# Heatilator GC300E Ignitor



## NYBILL49 (Nov 29, 2010)

I have a Heatilator direct vent gas firplace model GC300E. It is about 15 years old. The fieplace would not ignite. I took the glass off the firplace and pulled the ignitor out - and cleaned off the ignitor and reinstalled it setting the gap according to Heatilators instructions in the owners manual. I get a good reading at the transformer and at the connection on the Fenwal control unit.

I also tried shutting off the gas control and turning it back on waiting the instructed (owners manual) amount of time before attempting to relight the fireplace - but again to no avail and no spark at the ignitor.

For the past several weeks I have been attempting to contact the local parts places that Heatilator lists on thier site but to no avail they do not answer thier phones (recorded messages) and do not answer emails sent requesting the parts - I found only one place online that sells the ignitors (after much searching) and they want $127 for the ignitor. I read a previous post in this forum and others that seem to put the price of this part somewhere around $51 to $60 or so - this is a bit more reasonable though I think overpriced for such a simple part. If someone here could direct me to a place I could get this part it would be greatfuly appriciated

Thanks

ps I would go to these local places but I am disabled and it is difficult for me to do this.


----------



## HearthnHome (Nov 29, 2010)

.


----------



## HearthnHome (Nov 29, 2010)

Hi NYBILL49,

Spoke with our tech team at Heatilator and have some info for you: 

Looks like there was an igniter change for the GC300E in 1994.  If your GC300E was built Pre Dec 1994 the igniter PN is 26541.  If your unit was built Post Dec 1994 the igniter PN is 26542.  

Heatilator works with a local distributor that is willing to help order parts.  He can even ship them directly to you.  Please feel free to call Wiley-Nesbit @ 319-385-2726 to check out specifics on pricing.

Please keep in mind that Heatilator recommends a qualified technician to service/replace parts in our fireplaces.  

Hope that helps you!


----------



## jtp10181 (Nov 30, 2010)

When you say you get a good reading on the connection to the Fenwal module is this where the incoming power is, or are you checking the output to the ignitor?

If you can actually HEAR a sparking / clicking noise the ignitor might be sparking under the firebox or someplace else where the wire shielding is cut or cracked.

If you do not hear a sparkling / clicking them you may need a new module.
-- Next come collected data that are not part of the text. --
use std::any::Any;
use std::collections::HashSet;
use std::panic::AssertUnwindSafe;
use std::sync::Arc;
use std::time::Instant;

use chrono::{DateTime, Utc};
use futures::FutureExt;
use tracing::{debug, error, info, warn};

use oxkair_core::state::WorkflowState;
use oxkair_core::traits::AgentResult;
use oxkair_core::types::{
    AgentId, ErrorKind, Evidence, ExecutionError, Phase, Severity, StepId, StepOutput,
};

use crate::progress::ProgressTracker;
use crate::registry::AgentDescriptor;
use crate::report::{AgentOutcome, AgentTiming};

/// One step value written by one agent.
#[derive(Debug, Clone, PartialEq)]
pub struct StepWrite {
    pub agent_id: AgentId,
    pub step: StepId,
    pub output: StepOutput,
}

/// What a sequential segment (the foundation or one pathway) produced.
#[derive(Debug, Clone)]
pub struct PathwayResult {
    /// `None` for the foundation segment.
    pub pathway_index: Option<usize>,
    /// Every agent of the segment, in run order.
    pub agents: Vec<AgentId>,
    /// Agents whose `execute` was invoked.
    pub executed_agents: Vec<AgentId>,
    /// Agents never reached because the segment stopped early.
    pub not_executed: Vec<AgentId>,
    /// Step delta, in agent order.
    pub writes: Vec<StepWrite>,
    pub evidence: Vec<Evidence>,
    pub errors: Vec<ExecutionError>,
    pub timings: Vec<AgentTiming>,
    /// Agent whose failure stopped the segment.
    pub failed_at: Option<AgentId>,
    /// The error that stopped the segment.
    pub error: Option<ExecutionError>,
    pub started_at: DateTime<Utc>,
    pub finished_at: DateTime<Utc>,
}

impl PathwayResult {
    pub fn empty(pathway_index: Option<usize>) -> Self {
        let now = Utc::now();
        Self {
            pathway_index,
            agents: vec![],
            executed_agents: vec![],
            not_executed: vec![],
            writes: vec![],
            evidence: vec![],
            errors: vec![],
            timings: vec![],
            failed_at: None,
            error: None,
            started_at: now,
            finished_at: now,
        }
    }

    /// Result for a pathway whose task died without reporting back.
    pub fn panicked(index: usize, agents: &[Arc<AgentDescriptor>], detail: String) -> Self {
        let mut result = Self::empty(Some(index));
        result.agents = agents.iter().map(|a| a.id.clone()).collect();
        if let Some(first) = agents.first() {
            let err = ExecutionError::panicked(first.id.clone(), first.produces.clone(), detail);
            result.not_executed = result.agents.clone();
            result.failed_at = Some(first.id.clone());
            result.errors.push(err.clone());
            result.error = Some(err);
        }
        result
    }

    /// True iff no fatal error occurred in this segment.
    pub fn succeeded(&self) -> bool {
        !self.errors.iter().any(|e| e.is_fatal())
    }

    /// True when the segment stopped before its last agent.
    pub fn stopped(&self) -> bool {
        self.error.is_some()
    }

    pub fn timed_out(&self) -> bool {
        self.error
            .as_ref()
            .is_some_and(|e| e.kind == ErrorKind::Timeout)
    }

    /// Steps that downstream agents must not count on.
    pub fn unavailable_steps(&self) -> HashSet<StepId> {
        self.errors
            .iter()
            .filter(|e| e.is_fatal() || e.kind == ErrorKind::SkippedDueToDependencyFailure)
            .map(|e| e.step.clone())
            .collect()
    }

    /// Drop everything this segment wrote; errors and timings stay.
    pub fn discard_output(&mut self) {
        self.writes.clear();
        self.evidence.clear();
    }
}

/// How a sequential segment reacts to failures.
#[derive(Debug, Clone)]
pub struct SequenceOptions {
    pub phase: Phase,
    pub pathway_index: Option<usize>,
    /// Stop at the first fatal error instead of skipping its dependants.
    pub stop_on_fatal: bool,
    pub deadline: Option<tokio::time::Instant>,
}

enum Invocation {
    Completed(AgentResult),
    TimedOut,
    Panicked(String),
}

/// Run `agents` one after another on a private copy of `base`.
///
/// Each success is filed under the agent's own step and becomes visible to
/// later agents of the sequence. Agents requiring a step listed in
/// `unavailable` (or made unavailable along the way) are skipped.
/// A timeout always stops the sequence.
pub async fn run_sequence(
    agents: &[Arc<AgentDescriptor>],
    base: &WorkflowState,
    unavailable: &HashSet<StepId>,
    options: &SequenceOptions,
    tracker: &ProgressTracker,
) -> PathwayResult {
    let mut result = PathwayResult::empty(options.pathway_index);
    result.agents = agents.iter().map(|a| a.id.clone()).collect();

    let mut working = base.clone();
    let mut unavailable = unavailable.clone();

    for (position, descriptor) in agents.iter().enumerate() {
        let started_at = Utc::now();

        if let Some(missing) = descriptor.requires.iter().find(|s| unavailable.contains(*s)) {
            warn!(
                agent_id = %descriptor.id,
                missing = %missing,
                "Skipping agent, required step unavailable"
            );
            result.errors.push(ExecutionError::skipped(
                descriptor.id.clone(),
                descriptor.produces.clone(),
                missing,
            ));
            unavailable.insert(descriptor.produces.clone());
            result
                .timings
                .push(timing(descriptor, options, started_at, 0, AgentOutcome::Skipped));
            tracker.agent_finished(options.phase, format!("Skipped {}", descriptor.id));
            continue;
        }

        debug!(agent_id = %descriptor.id, step = %descriptor.produces, "Running agent");
        result.executed_agents.push(descriptor.id.clone());
        let clock = Instant::now();
        let invocation = invoke(descriptor, &working, options.deadline).await;
        let elapsed_ms = clock.elapsed().as_millis() as u64;

        let failure = match invocation {
            Invocation::Completed(Ok(output)) => {
                working.set_step(descriptor.produces.clone(), output.output.clone());
                result.writes.push(StepWrite {
                    agent_id: descriptor.id.clone(),
                    step: descriptor.produces.clone(),
                    output: output.output,
                });
                result.evidence.extend(
                    output
                        .evidence
                        .into_iter()
                        .map(|e| e.attributed(&descriptor.id)),
                );
                result.timings.push(timing(
                    descriptor,
                    options,
                    started_at,
                    elapsed_ms,
                    AgentOutcome::Succeeded,
                ));
                debug!(agent_id = %descriptor.id, elapsed_ms, "Agent completed");
                tracker.agent_finished(options.phase, format!("Completed {}", descriptor.id));
                continue;
            }
            Invocation::Completed(Err(failure)) if failure.severity == Severity::Recoverable => {
                warn!(
                    agent_id = %descriptor.id,
                    error = %failure.message,
                    "Agent failed recoverably, continuing with degraded output"
                );
                result.errors.push(ExecutionError::from_failure(
                    descriptor.id.clone(),
                    descriptor.produces.clone(),
                    failure,
                ));
                working.set_step(descriptor.produces.clone(), StepOutput::default());
                result.writes.push(StepWrite {
                    agent_id: descriptor.id.clone(),
                    step: descriptor.produces.clone(),
                    output: StepOutput::default(),
                });
                result.timings.push(timing(
                    descriptor,
                    options,
                    started_at,
                    elapsed_ms,
                    AgentOutcome::Degraded,
                ));
                tracker.agent_finished(options.phase, format!("Degraded {}", descriptor.id));
                continue;
            }
            Invocation::Completed(Err(failure)) => ExecutionError::from_failure(
                descriptor.id.clone(),
                descriptor.produces.clone(),
                failure,
            ),
            Invocation::TimedOut => {
                ExecutionError::timeout(descriptor.id.clone(), descriptor.produces.clone())
            }
            Invocation::Panicked(detail) => {
                ExecutionError::panicked(descriptor.id.clone(), descriptor.produces.clone(), detail)
            }
        };

        error!(
            agent_id = %descriptor.id,
            kind = ?failure.kind,
            error = %failure.message,
            "Agent failed fatally"
        );
        let outcome = if failure.kind == ErrorKind::Timeout {
            AgentOutcome::TimedOut
        } else {
            AgentOutcome::Failed
        };
        result
            .timings
            .push(timing(descriptor, options, started_at, elapsed_ms, outcome));
        result.errors.push(failure.clone());
        unavailable.insert(descriptor.produces.clone());
        tracker.agent_finished(options.phase, format!("Failed {}", descriptor.id));

        if options.stop_on_fatal || failure.kind == ErrorKind::Timeout {
            result.failed_at = Some(descriptor.id.clone());
            result.error = Some(failure);
            result.not_executed = agents[position + 1..].iter().map(|a| a.id.clone()).collect();
            break;
        }
    }

    result.finished_at = Utc::now();
    result
}

/// Run one pathway against a read-only snapshot of the post-foundation state.
///
/// The pathway stops at its first fatal error. If the run deadline expires
/// mid-pathway, everything it wrote is discarded since an interrupted agent
/// may have left its work half done.
pub async fn run_pathway(
    index: usize,
    agents: &[Arc<AgentDescriptor>],
    snapshot: Arc<WorkflowState>,
    unavailable: &HashSet<StepId>,
    deadline: Option<tokio::time::Instant>,
    tracker: &ProgressTracker,
) -> PathwayResult {
    let options = SequenceOptions {
        phase: Phase::Pathways,
        pathway_index: Some(index),
        stop_on_fatal: true,
        deadline,
    };
    info!(pathway = index, agents = agents.len(), "Pathway started");

    let mut result = run_sequence(agents, &snapshot, unavailable, &options, tracker).await;
    if result.timed_out() {
        warn!(pathway = index, "Run deadline expired, discarding pathway output");
        result.discard_output();
    }

    info!(
        pathway = index,
        executed = result.executed_agents.len(),
        succeeded = result.succeeded(),
        "Pathway finished"
    );
    result
}

async fn invoke(
    descriptor: &AgentDescriptor,
    state: &WorkflowState,
    deadline: Option<tokio::time::Instant>,
) -> Invocation {
    // timeout_at polls once before checking, so an expired deadline would
    // still let an agent with no await points run to completion.
    if deadline.is_some_and(|d| d <= tokio::time::Instant::now()) {
        return Invocation::TimedOut;
    }
    let call = AssertUnwindSafe(descriptor.agent.execute(state)).catch_unwind();
    let outcome = match deadline {
        Some(deadline) => match tokio::time::timeout_at(deadline, call).await {
            Ok(outcome) => outcome,
            Err(_) => return Invocation::TimedOut,
        },
        None => call.await,
    };
    match outcome {
        Ok(result) => Invocation::Completed(result),
        Err(payload) => Invocation::Panicked(panic_message(payload.as_ref())),
    }
}

fn panic_message(payload: &(dyn Any + Send)) -> String {
    if let Some(s) = payload.downcast_ref::<&str>() {
        format!("agent panicked: {}", s)
    } else if let Some(s) = payload.downcast_ref::<String>() {
        format!("agent panicked: {}", s)
    } else {
        "agent panicked".to_string()
    }
}

fn timing(
    descriptor: &AgentDescriptor,
    options: &SequenceOptions,
    started_at: DateTime<Utc>,
    elapsed_ms: u64,
    outcome: AgentOutcome,
) -> AgentTiming {
    AgentTiming {
        agent_id: descriptor.id.clone(),
        step: descriptor.produces.clone(),
        phase: options.phase,
        pathway: options.pathway_index,
        started_at,
        elapsed_ms,
        outcome,
    }
}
Also a lot of those units has a rubber gasket attached directly to the firebox, and then the glass sealed against it. This black rubber gasket gets hard and fails over time. If you have this gasket I would highly recommend you replace it with the fiberglass gasket available from Heatilator. The part number is something like 28901 or 29801 (if one of those is correct, I have no idea why I remember that) and you would order qty 10 for 10 feet which is plenty.


----------



## NYBILL49 (Nov 30, 2010)

I had taken the glass off to check and clean the ignitor - thinking that may be the problem - but as I said cleaning didnt work - while I was in there I took the logs and burner out and gave everything a new coat of stove black paint and in testing the cleaned ignitor I didnt put the logs back in (so I could actuly see if it sparked - no spark. I tested the transformer and module with my volt meter to be sure I was getting power when switched on - and I was. The module does make a click sound when switched, just no spark across the two probes on the ignitor 

Thanks for the added info on the part numbers - I was aware of the date thing and the different part numbers (did my homework) 

And I will be replacing the gasket also as it's getting a little hard in spots - thanks for the info on that also

I did write Healilator about the poor (non-existant) response from thier local "prefered" vendors here but I just got a reply to call them again - so far they have been as useful as T's on a Boar but will try the number you gave  You would think in this economy they would not take customer support so lightly - I am throughly disappointed in thier people here and them at this point!


----------



## jtp10181 (Nov 30, 2010)

Most fireplace dealers are stretched pretty thin this time of year. They may not find it a wise use of their time to worry about selling less than $100 of parts to a random "walk-in" when there are people trying to buy $5000+ new fireplace projects for their home.

Anyway.... does the module click multiple times for about 7 seconds continuous, or does it just click once. Here is my order of operations when you turn on a DSI fireplace.

Flip the switch -> click (on some models, module gets power) -> clunk (valve opens) -> click click click click (up to 7 seconds, ignitor sparking, or attempting) -> FIRE (if you are lucky)


----------



## Wood Heat Stoves (Nov 30, 2010)

HearthnHome said:
			
		

> Hi NYBILL49,
> 
> Spoke with our tech team at Heatilator and have some info for you:
> 
> ...



wow, HHT online?
tons of quad and harman questions for ya in the pellet mill!


----------